The biggest new change from a photographic standpoint is the 16.1-megapixel sensor. It maintains the APS-C size, but they have now added 99 phase-detection AF sensors, giving it the ability to use both phase detection and contrast AF, similar to the Nikon 1-series and the Canon EOS-M and Rebel T4i cameras. Set to Speed Priority Continuous mode, it’s capable of maintaining AF tracking up to 10 FPS, which continues Sony’s emphasis on sheer shooting speed.

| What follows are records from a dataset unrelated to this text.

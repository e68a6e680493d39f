// Domain entities consumed by the rules engine
//
// Members, plans, resources and reservations are validated on construction
// and never mutated by rule evaluation.

use crate::error::{DomainError, DomainResult};
use crate::types::{MemberStatus, MembershipTier, ReservationStatus, ResourceCategory};
use crate::validation::{require_non_blank, require_unit_rate};
use crate::values::{DateRange, TimeSlot};
use chrono::{Datelike, NaiveTime, Weekday};
use rust_decimal::Decimal;
use serde::{Deserialize, Serialize};
use std::collections::BTreeSet;
use uuid::Uuid;

/// A club member
#[derive(Debug, Clone, PartialEq, Serialize, Deserialize)]
pub struct Member {
    pub id: Uuid,
    pub name: String,
    pub status: MemberStatus,
    pub tier: MembershipTier,
    pub membership_period: DateRange,
    pub plan_id: Uuid,
}

impl Member {
    /// Create an active, standard-tier member
    pub fn new(name: &str, plan_id: Uuid, membership_period: DateRange) -> DomainResult<Self> {
        Ok(Self {
            id: Uuid::new_v4(),
            name: require_non_blank("member name", name)?,
            status: MemberStatus::Active,
            tier: MembershipTier::Standard,
            membership_period,
            plan_id,
        })
    }

    pub fn with_status(mut self, status: MemberStatus) -> Self {
        self.status = status;
        self
    }

    pub fn with_tier(mut self, tier: MembershipTier) -> Self {
        self.tier = tier;
        self
    }

    pub fn is_active(&self) -> bool {
        self.status == MemberStatus::Active
    }
}

/// Membership plan: privileges, limits and the member discount rate
#[derive(Debug, Clone, PartialEq, Serialize, Deserialize)]
pub struct MembershipPlan {
    pub id: Uuid,
    pub name: String,
    pub privileges: BTreeSet<ResourceCategory>,
    pub max_simultaneous_reservations: u32,
    pub advance_booking_days: u32,
    pub discount_rate: Decimal,
    pub active: bool,
}

impl MembershipPlan {
    pub fn new(
        name: &str,
        privileges: impl IntoIterator<Item = ResourceCategory>,
        max_simultaneous_reservations: u32,
        advance_booking_days: u32,
    ) -> DomainResult<Self> {
        if max_simultaneous_reservations == 0 {
            return Err(DomainError::Validation(
                "max_simultaneous_reservations must be at least 1".to_string(),
            ));
        }
        Ok(Self {
            id: Uuid::new_v4(),
            name: require_non_blank("plan name", name)?,
            privileges: privileges.into_iter().collect(),
            max_simultaneous_reservations,
            advance_booking_days,
            discount_rate: Decimal::ZERO,
            active: true,
        })
    }

    /// Set the plan-level discount rate, which must lie in [0, 1]
    pub fn with_discount_rate(mut self, rate: Decimal) -> DomainResult<Self> {
        self.discount_rate = require_unit_rate(rate)?;
        Ok(self)
    }

    pub fn deactivated(mut self) -> Self {
        self.active = false;
        self
    }

    pub fn grants(&self, category: ResourceCategory) -> bool {
        self.privileges.contains(&category)
    }
}

/// Daily opening window of a resource plus the weekdays it opens
#[derive(Debug, Clone, PartialEq, Eq, Serialize, Deserialize)]
pub struct OperatingHours {
    pub opens_at: NaiveTime,
    /// `None` means the resource stays open until midnight
    pub closes_at: Option<NaiveTime>,
    pub open_days: Vec<Weekday>,
}

impl OperatingHours {
    pub fn new(
        opens_at: NaiveTime,
        closes_at: Option<NaiveTime>,
        open_days: impl IntoIterator<Item = Weekday>,
    ) -> DomainResult<Self> {
        if let Some(close) = closes_at {
            if close <= opens_at {
                return Err(DomainError::InvalidInterval {
                    start: opens_at.to_string(),
                    end: close.to_string(),
                });
            }
        }
        let mut open_days: Vec<Weekday> = open_days.into_iter().collect();
        open_days.sort_by_key(|d| d.num_days_from_monday());
        open_days.dedup();
        if open_days.is_empty() {
            return Err(DomainError::Validation(
                "operating hours need at least one open day".to_string(),
            ));
        }
        Ok(Self {
            opens_at,
            closes_at,
            open_days,
        })
    }

    /// Open around the clock, every day
    pub fn always() -> Self {
        Self {
            opens_at: NaiveTime::MIN,
            closes_at: None,
            open_days: vec![
                Weekday::Mon,
                Weekday::Tue,
                Weekday::Wed,
                Weekday::Thu,
                Weekday::Fri,
                Weekday::Sat,
                Weekday::Sun,
            ],
        }
    }

    fn is_around_the_clock(&self) -> bool {
        self.opens_at == NaiveTime::MIN && self.closes_at.is_none()
    }

    /// True when the whole slot lies inside one opening window
    ///
    /// A window open until midnight runs on into the next day when that day
    /// is open from 00:00 as well.
    pub fn covers(&self, slot: &TimeSlot) -> bool {
        let day = slot.start().date();
        if !self.open_days.contains(&day.weekday()) {
            return false;
        }
        if self.is_around_the_clock() && self.open_days.len() == 7 {
            return true;
        }
        if day.and_time(self.opens_at) > slot.start() {
            return false;
        }
        let Some(close) = self.closes_at else {
            let mut closing = day;
            loop {
                let Some(next) = closing.succ_opt() else {
                    return false;
                };
                if slot.end() <= next.and_time(NaiveTime::MIN) {
                    return true;
                }
                if !(self.is_around_the_clock() && self.open_days.contains(&next.weekday())) {
                    return false;
                }
                closing = next;
            }
        };
        slot.end() <= day.and_time(close)
    }
}

/// A bookable resource
#[derive(Debug, Clone, PartialEq, Serialize, Deserialize)]
pub struct Resource {
    pub id: Uuid,
    pub name: String,
    pub category: ResourceCategory,
    pub capacity: u32,
    pub operating_hours: OperatingHours,
    pub active: bool,
}

impl Resource {
    /// Create an active resource that is always open
    pub fn new(name: &str, category: ResourceCategory, capacity: u32) -> DomainResult<Self> {
        if capacity == 0 {
            return Err(DomainError::Validation(
                "resource capacity must be at least 1".to_string(),
            ));
        }
        Ok(Self {
            id: Uuid::new_v4(),
            name: require_non_blank("resource name", name)?,
            category,
            capacity,
            operating_hours: OperatingHours::always(),
            active: true,
        })
    }

    pub fn with_operating_hours(mut self, hours: OperatingHours) -> Self {
        self.operating_hours = hours;
        self
    }

    pub fn deactivated(mut self) -> Self {
        self.active = false;
        self
    }
}

/// A booking held by a member on a resource
#[derive(Debug, Clone, PartialEq, Serialize, Deserialize)]
pub struct Reservation {
    pub id: Uuid,
    pub member_id: Uuid,
    pub resource_id: Uuid,
    pub slot: TimeSlot,
    pub party_size: u32,
    pub status: ReservationStatus,
}

impl Reservation {
    /// Create a confirmed reservation
    pub fn new(
        member_id: Uuid,
        resource_id: Uuid,
        slot: TimeSlot,
        party_size: u32,
    ) -> DomainResult<Self> {
        if party_size == 0 {
            return Err(DomainError::Validation(
                "party size must be at least 1".to_string(),
            ));
        }
        Ok(Self {
            id: Uuid::new_v4(),
            member_id,
            resource_id,
            slot,
            party_size,
            status: ReservationStatus::Confirmed,
        })
    }

    pub fn with_status(mut self, status: ReservationStatus) -> Self {
        self.status = status;
        self
    }

    pub fn is_active(&self) -> bool {
        self.status.is_active()
    }
}

#[cfg(test)]
mod tests {
    use super::*;
    use chrono::NaiveDate;
    use rust_decimal_macros::dec;

    fn period() -> DateRange {
        DateRange::new(
            NaiveDate::from_ymd_opt(2026, 1, 1).unwrap(),
            NaiveDate::from_ymd_opt(2026, 12, 31).unwrap(),
        )
        .unwrap()
    }

    #[test]
    fn test_member_creation() {
        let member = Member::new("  Kim Minji ", Uuid::new_v4(), period()).unwrap();
        assert_eq!(member.name, "Kim Minji");
        assert!(member.is_active());
        assert_eq!(member.tier, MembershipTier::Standard);

        assert!(Member::new("", Uuid::new_v4(), period()).is_err());
    }

    #[test]
    fn test_plan_discount_rate_validation() {
        let plan = MembershipPlan::new("Gold", [ResourceCategory::Lounge], 3, 30).unwrap();
        assert!(plan.clone().with_discount_rate(dec!(0.1)).is_ok());
        assert!(plan.with_discount_rate(dec!(1.5)).is_err());
    }

    #[test]
    fn test_plan_requires_positive_limit() {
        assert!(MembershipPlan::new("Zero", [], 0, 30).is_err());
    }

    #[test]
    fn test_resource_requires_capacity() {
        assert!(Resource::new("Room", ResourceCategory::StudyRoom, 0).is_err());
        assert!(Resource::new("Room", ResourceCategory::StudyRoom, 4).is_ok());
    }

    #[test]
    fn test_operating_hours_cover() {
        let hours = OperatingHours::new(
            NaiveTime::from_hms_opt(9, 0, 0).unwrap(),
            Some(NaiveTime::from_hms_opt(18, 0, 0).unwrap()),
            [Weekday::Mon, Weekday::Tue, Weekday::Wed, Weekday::Thu, Weekday::Fri],
        )
        .unwrap();

        // 2026-03-10 is a Tuesday
        let day = NaiveDate::from_ymd_opt(2026, 3, 10).unwrap();
        let inside = TimeSlot::new(
            day.and_hms_opt(9, 0, 0).unwrap(),
            day.and_hms_opt(18, 0, 0).unwrap(),
        )
        .unwrap();
        assert!(hours.covers(&inside));

        let late = TimeSlot::new(
            day.and_hms_opt(17, 0, 0).unwrap(),
            day.and_hms_opt(19, 0, 0).unwrap(),
        )
        .unwrap();
        assert!(!hours.covers(&late));

        let saturday = NaiveDate::from_ymd_opt(2026, 3, 14).unwrap();
        let weekend = TimeSlot::new(
            saturday.and_hms_opt(10, 0, 0).unwrap(),
            saturday.and_hms_opt(11, 0, 0).unwrap(),
        )
        .unwrap();
        assert!(!hours.covers(&weekend));
    }

    #[test]
    fn test_always_open_covers_until_midnight() {
        let day = NaiveDate::from_ymd_opt(2026, 3, 14).unwrap();
        let slot = TimeSlot::new(
            day.and_hms_opt(23, 0, 0).unwrap(),
            day.succ_opt().unwrap().and_hms_opt(0, 0, 0).unwrap(),
        )
        .unwrap();
        assert!(OperatingHours::always().covers(&slot));
    }

    #[test]
    fn test_always_open_covers_overnight_slot() {
        // Tuesday 23:00 to Wednesday 01:00
        let day = NaiveDate::from_ymd_opt(2026, 3, 10).unwrap();
        let overnight = TimeSlot::new(
            day.and_hms_opt(23, 0, 0).unwrap(),
            day.succ_opt().unwrap().and_hms_opt(1, 0, 0).unwrap(),
        )
        .unwrap();
        assert!(OperatingHours::always().covers(&overnight));
    }

    #[test]
    fn test_open_until_midnight_stops_at_closed_day() {
        let weekdays = OperatingHours::new(
            NaiveTime::MIN,
            None,
            [Weekday::Mon, Weekday::Tue, Weekday::Wed, Weekday::Thu, Weekday::Fri],
        )
        .unwrap();
        // Thursday night into Friday stays open; Friday night runs into Saturday
        let thursday = NaiveDate::from_ymd_opt(2026, 3, 12).unwrap();
        let into_friday = TimeSlot::new(
            thursday.and_hms_opt(22, 0, 0).unwrap(),
            thursday.succ_opt().unwrap().and_hms_opt(2, 0, 0).unwrap(),
        )
        .unwrap();
        assert!(weekdays.covers(&into_friday));

        let friday = NaiveDate::from_ymd_opt(2026, 3, 13).unwrap();
        let into_saturday = TimeSlot::new(
            friday.and_hms_opt(22, 0, 0).unwrap(),
            friday.succ_opt().unwrap().and_hms_opt(2, 0, 0).unwrap(),
        )
        .unwrap();
        assert!(!weekdays.covers(&into_saturday));

        // A late opening does not carry over midnight
        let evenings = OperatingHours::new(
            NaiveTime::from_hms_opt(18, 0, 0).unwrap(),
            None,
            [Weekday::Thu, Weekday::Fri],
        )
        .unwrap();
        assert!(!evenings.covers(&into_friday));
    }

    #[test]
    fn test_operating_hours_reject_inverted_window() {
        let result = OperatingHours::new(
            NaiveTime::from_hms_opt(18, 0, 0).unwrap(),
            Some(NaiveTime::from_hms_opt(9, 0, 0).unwrap()),
            [Weekday::Mon],
        );
        assert!(result.is_err());
    }

    #[test]
    fn test_reservation_defaults_to_confirmed() {
        let day = NaiveDate::from_ymd_opt(2026, 3, 10).unwrap();
        let slot = TimeSlot::starting_at(day.and_hms_opt(10, 0, 0).unwrap(), 60).unwrap();
        let reservation = Reservation::new(Uuid::new_v4(), Uuid::new_v4(), slot, 1).unwrap();
        assert_eq!(reservation.status, ReservationStatus::Confirmed);
        assert!(reservation.is_active());
        assert!(Reservation::new(Uuid::new_v4(), Uuid::new_v4(), slot, 0).is_err());
    }
}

The other gorilla on the spec sheet is the addition of WiFi and Sony’s new PlayMemories platform. It doesn’t run a full mobile OS like Nikon’s Android-sporting S800c, but it does support additional PlayMemories apps that let you add functionalities to the camera. For instance, you can beam photos to an iOS or Android device over WiFi or even directly upload photos to Facebook. Other apps include things like additional picture effects, bracketing options, and, in the future, time-lapse. No, there’s no mention of Instagram.
The camera body has a few new additions, including a programmable control dial and a function button. The touchscreen display also now flips up 180-degrees to be front-facing like that on the entry-level NEX-F3 so you can take self-portraits for later Facebook attention grabbing. Also pulled from the F3 are the Auto Portrait Framing mode, which triest to crop your images according to photographic rules and the Clear Image Zoom which doubles the focal length of an attached lens without mangling image quality like typical digital zoom would.
Finally, they’ve also added the coveted 1080p video capture at 60 fps, which is something action video shooters are always very happy to have. It’s not surprising to see, though, since Sony was even able to cram that into their RX100 advanced compact.
The NEX-5R is scheduled to start shipping in October for $750 bundled with the 18-55mm kit zoom lens or $650 on its own. That will put it very much in competition with the upcoming Canon EOS-M, which has many similarities, at least on paper. Go little cameras, go.